Çocuklukta sevgi, çoğu zaman bir ödül gibi sunulur: “Söz dinlersen seni severim”, “Başarılı olursan gurur duyarım.” Bu koşullu sevgi anlayışı, çocuğa ‘olduğu gibi değil, yaptığıyla seviliyor’ mesajını verir. Yetişkinlikte ise bu, partnerinden onay bekleyen, sürekli “yetiyor muyum?” diye sorgulayan bir bağlanma biçimine dönüşebilir. Sevgi, bir rahatlama değil, bir sınav haline gelir.

Bağlanma Kalıplarının Sessiz Mirası

Güvenli bağlanan çocuklar, duygularını ifade edebilecekleri bir ortamda büyürler; bu da ileride sağlıklı sınırlar ve açık iletişim anlamına gelir.

Ancak kaygılı bağlanma geliştiren bireyler, sevgiyi kaybetme korkusuyla yapışkan davranışlar sergileyebilir; kaçıngan bağlanma yaşayanlarsa duygusal yakınlığı tehdit olarak algılar. Her iki durumda da ilişki, bir sevgi alışverişinden çok bir savunma mekanizması halini alır.

Sevgi ile Güven Arasındaki İnce Çizgi

Birçok insan, çocuklukta duygusal olarak ulaşılmaz ebeveynlerle büyümüştür. Bu durum, yetişkinlikte “yakınlık” ile “incinme”yi birbirine karıştırmaya neden olur.

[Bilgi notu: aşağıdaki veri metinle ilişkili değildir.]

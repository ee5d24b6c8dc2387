//! Expected profit calculation from amortization math.
//!
//! A loan either runs to maturity, returning `n * payment - principal`, or
//! defaults and loses the whole principal. Partial recovery and prepayment are
//! not modelled.

use crate::error::{Result, ScoringError};
use crate::types::loan::LoanRecord;
use serde::{Deserialize, Serialize};

/// Profit figures for one loan.
#[derive(Debug, Clone, Copy, PartialEq, Serialize, Deserialize)]
pub struct ProfitBreakdown {
    pub monthly_payment: f64,
    pub profit: f64,
    pub expected_profit: f64,
}

/// Monthly rate from an annual percentage rate (10.65 -> 0.008875).
pub fn monthly_rate(int_rate: f64) -> f64 {
    int_rate / 12.0 / 100.0
}

/// Standard amortized monthly payment.
///
/// `rate` must be positive: the closed form divides by zero at `rate == 0`.
pub fn monthly_payment(principal: f64, rate: f64, months: i32) -> f64 {
    let growth = (1.0 + rate).powi(months);
    principal * (rate * growth) / (growth - 1.0)
}

/// Payment and total profit if the loan is held to maturity.
pub fn profit_at_maturity(loan: &LoanRecord) -> Result<(f64, f64)> {
    if !(loan.int_rate > 0.0) {
        return Err(ScoringError::NonPositiveRate {
            row: loan.row,
            int_rate: loan.int_rate,
        });
    }
    let months = match i32::try_from(loan.term.months()) {
        Ok(months) if months > 0 => months,
        _ => {
            return Err(ScoringError::InvalidTerm {
                row: loan.row,
                value: loan.term.to_string(),
            })
        }
    };

    let payment = monthly_payment(loan.loan_amnt, monthly_rate(loan.int_rate), months);
    let profit = f64::from(months) * payment - loan.loan_amnt;
    if !payment.is_finite() || !profit.is_finite() {
        return Err(ScoringError::NonFinite { row: loan.row });
    }
    Ok((payment, profit))
}

/// Expected profit of one loan given its probability of default.
pub fn expected_profit(loan: &LoanRecord, p_default: f64) -> Result<ProfitBreakdown> {
    if !(0.0..=1.0).contains(&p_default) {
        return Err(ScoringError::InvalidProbability {
            row: loan.row,
            p_default,
        });
    }

    let (monthly_payment, profit) = profit_at_maturity(loan)?;
    let expected_profit = (1.0 - p_default) * profit - p_default * loan.loan_amnt;
    if !expected_profit.is_finite() {
        return Err(ScoringError::NonFinite { row: loan.row });
    }

    Ok(ProfitBreakdown {
        monthly_payment,
        profit,
        expected_profit,
    })
}

/// Expected profit for a sequence of loans, in input order.
pub fn calculate_expected_profit<'a, I>(loans: I) -> Result<Vec<ProfitBreakdown>>
where
    I: IntoIterator<Item = (&'a LoanRecord, f64)>,
{
    loans
        .into_iter()
        .map(|(loan, p_default)| expected_profit(loan, p_default))
        .collect()
}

Kişi, sevilmeyi ister ama sevgiyi tehdit olarak algılar; biri yaklaştığında savunmaya geçer, biri uzaklaştığında panikler. Bu ikilem, çocukken öğrenilen “sevgiye dikkat et, canın yanabilir” inancının bir yansımasıdır.

Psikodinamik Perspektif: İçsel İlişki Tekrarı

Psikodinamik açıdan, yetişkin ilişkilerimizde ebeveyn figürleriyle kurduğumuz içsel ilişkileri tekrar ederiz.
Bir çocuk, eleştirel bir ebeveyni memnun etmek için sürekli çabaladıysa, yetişkin olduğunda da benzer şekilde sevgiyi “hak etmek” zorunda olduğunu hisseder. Bu bilinçdışı tekrarlar, “neden hep aynı tür insanları çekiyorum?” sorusunun ardındaki görünmez senaryolardır.

Kendini ve Karşısındakini Görmeyi Öğrenmek

Sağlıklı bir ilişki, geçmişteki boşlukları partnerin doldurmasıyla değil, bireyin kendi ihtiyaçlarını fark edip sahiplenmesiyle başlar.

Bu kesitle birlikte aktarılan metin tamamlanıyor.